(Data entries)
//! Deep traversal benchmark suite.
//!
//! Benchmarks pattern matching across nested shadow roots and frames:
//! - Shadow nesting depths: 4, 16, 64
//! - Page widths (siblings per level): 10, 100
//!
//! Run with: cargo bench --bench deep_walk
//! Results saved to: target/criterion/

use std::hint::black_box;
use std::sync::Arc;

use ask_screenshot::{
    CaptureFile, CompiledCatalog, DeepWalker, Document, Injector, PlatformKey, Selector,
    resolve_file_input,
};
use criterion::{BenchmarkId, Criterion, criterion_group, criterion_main};

// ============================================================================
// Benchmark Parameters
// ============================================================================

const DEPTHS: &[usize] = &[4, 16, 64];
const WIDTHS: &[usize] = &[10, 100];

// ============================================================================
// Page Generation
// ============================================================================

/// `depth` nested shadow roots, each with `width` filler siblings; the file
/// input sits in the innermost root, next to a same-origin frame.
fn nested_page(depth: usize, width: usize) -> String {
    let filler = r#"<div class="message"><p class="text"></p><span></span></div>"#.repeat(width);
    let mut html = format!(
        r#"{filler}<button id="btn" class="attach"></button><input type="file" hidden><iframe srcdoc="<textarea></textarea>"></iframe>"#
    );
    for _ in 0..depth {
        html = format!(r#"{filler}<chat-layer><template shadowrootmode="open">{html}</template></chat-layer>"#);
    }
    html
}

// ============================================================================
// Benchmark: find_all
// ============================================================================

fn bench_find_all(c: &mut Criterion) {
    let selector = Selector::parse(r#"input[type="file"]"#).unwrap();

    let mut group = c.benchmark_group("find_all");
    for &width in WIDTHS {
        for &depth in DEPTHS {
            let walker = DeepWalker::new(Arc::new(Document::parse(&nested_page(depth, width)).unwrap()));
            let id = format!("d{depth}_w{width}");
            group.bench_with_input(BenchmarkId::new("file_input", &id), &walker, |b, walker| {
                b.iter(|| black_box(walker.find_all(&selector)));
            });
        }
    }
    group.finish();
}

// ============================================================================
// Benchmark: resolve_file_input
// ============================================================================

fn bench_resolve(c: &mut Criterion) {
    let mut group = c.benchmark_group("resolve_file_input");
    for &depth in DEPTHS {
        let doc = Arc::new(Document::parse(&nested_page(depth, 10)).unwrap());
        let button = doc.find_by_id("btn").unwrap();
        let walker = DeepWalker::new(doc);
        group.bench_with_input(BenchmarkId::from_parameter(depth), &walker, |b, walker| {
            b.iter(|| black_box(resolve_file_input(walker, button)));
        });
    }
    group.finish();
}

// ============================================================================
// Benchmark: Full Attempt
// ============================================================================

fn bench_attempt(c: &mut Criterion) {
    let catalog = CompiledCatalog::for_platform(PlatformKey::Qwen).unwrap();
    let file = CaptureFile::new("ask-screenshot.png", "image/png", vec![0u8; 4096]);

    let mut group = c.benchmark_group("attempt");
    for &depth in DEPTHS {
        let walker = DeepWalker::new(Arc::new(Document::parse(&nested_page(depth, 10)).unwrap()));
        group.bench_with_input(BenchmarkId::from_parameter(depth), &walker, |b, walker| {
            let injector = Injector::new(walker, &catalog);
            b.iter(|| black_box(injector.attempt(&file)));
        });
    }
    group.finish();
}

criterion_group!(benches, bench_find_all, bench_resolve, bench_attempt);
criterion_main!(benches);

Goal of the exercise: The full data must appear again, retyped in every detail.

Expected answer:
//! Deep traversal benchmark suite.
//!
//! Benchmarks pattern matching across nested shadow roots and frames:
//! - Shadow nesting depths: 4, 16, 64
//! - Page widths (siblings per level): 10, 100
//!
//! Run with: cargo bench --bench deep_walk
//! Results saved to: target/criterion/

use std::hint::black_box;
use std::sync::Arc;

use ask_screenshot::{
    CaptureFile, CompiledCatalog, DeepWalker, Document, Injector, PlatformKey, Selector,
    resolve_file_input,
};
use criterion::{BenchmarkId, Criterion, criterion_group, criterion_main};

// ============================================================================
// Benchmark Parameters
// ============================================================================

const DEPTHS: &[usize] = &[4, 16, 64];
const WIDTHS: &[usize] = &[10, 100];

// ============================================================================
// Page Generation
// ============================================================================

/// `depth` nested shadow roots, each with `width` filler siblings; the file
/// input sits in the innermost root, next to a same-origin frame.
fn nested_page(depth: usize, width: usize) -> String {
    let filler = r#"<div class="message"><p class="text"></p><span></span></div>"#.repeat(width);
    let mut html = format!(
        r#"{filler}<button id="btn" class="attach"></button><input type="file" hidden><iframe srcdoc="<textarea></textarea>"></iframe>"#
    );
    for _ in 0..depth {
        html = format!(r#"{filler}<chat-layer><template shadowrootmode="open">{html}</template></chat-layer>"#);
    }
    html
}

// ============================================================================
// Benchmark: find_all
// ============================================================================

fn bench_find_all(c: &mut Criterion) {
    let selector = Selector::parse(r#"input[type="file"]"#).unwrap();

    let mut group = c.benchmark_group("find_all");
    for &width in WIDTHS {
        for &depth in DEPTHS {
            let walker = DeepWalker::new(Arc::new(Document::parse(&nested_page(depth, width)).unwrap()));
            let id = format!("d{depth}_w{width}");
            group.bench_with_input(BenchmarkId::new("file_input", &id), &walker, |b, walker| {
                b.iter(|| black_box(walker.find_all(&selector)));
            });
        }
    }
    group.finish();
}

// ============================================================================
// Benchmark: resolve_file_input
// ============================================================================

fn bench_resolve(c: &mut Criterion) {
    let mut group = c.benchmark_group("resolve_file_input");
    for &depth in DEPTHS {
        let doc = Arc::new(Document::parse(&nested_page(depth, 10)).unwrap());
        let button = doc.find_by_id("btn").unwrap();
        let walker = DeepWalker::new(doc);
        group.bench_with_input(BenchmarkId::from_parameter(depth), &walker, |b, walker| {
            b.iter(|| black_box(resolve_file_input(walker, button)));
        });
    }
    group.finish();
}

// ============================================================================
// Benchmark: Full Attempt
// ============================================================================

fn bench_attempt(c: &mut Criterion) {
    let catalog = CompiledCatalog::for_platform(PlatformKey::Qwen).unwrap();
    let file = CaptureFile::new("ask-screenshot.png", "image/png", vec![0u8; 4096]);

    let mut group = c.benchmark_group("attempt");
    for &depth in DEPTHS {
        let walker = DeepWalker::new(Arc::new(Document::parse(&nested_page(depth, 10)).unwrap()));
        group.bench_with_input(BenchmarkId::from_parameter(depth), &walker, |b, walker| {
            let injector = Injector::new(walker, &catalog);
            b.iter(|| black_box(injector.attempt(&file)));
        });
    }
    group.finish();
}

criterion_group!(benches, bench_find_all, bench_resolve, bench_attempt);
criterion_main!(benches);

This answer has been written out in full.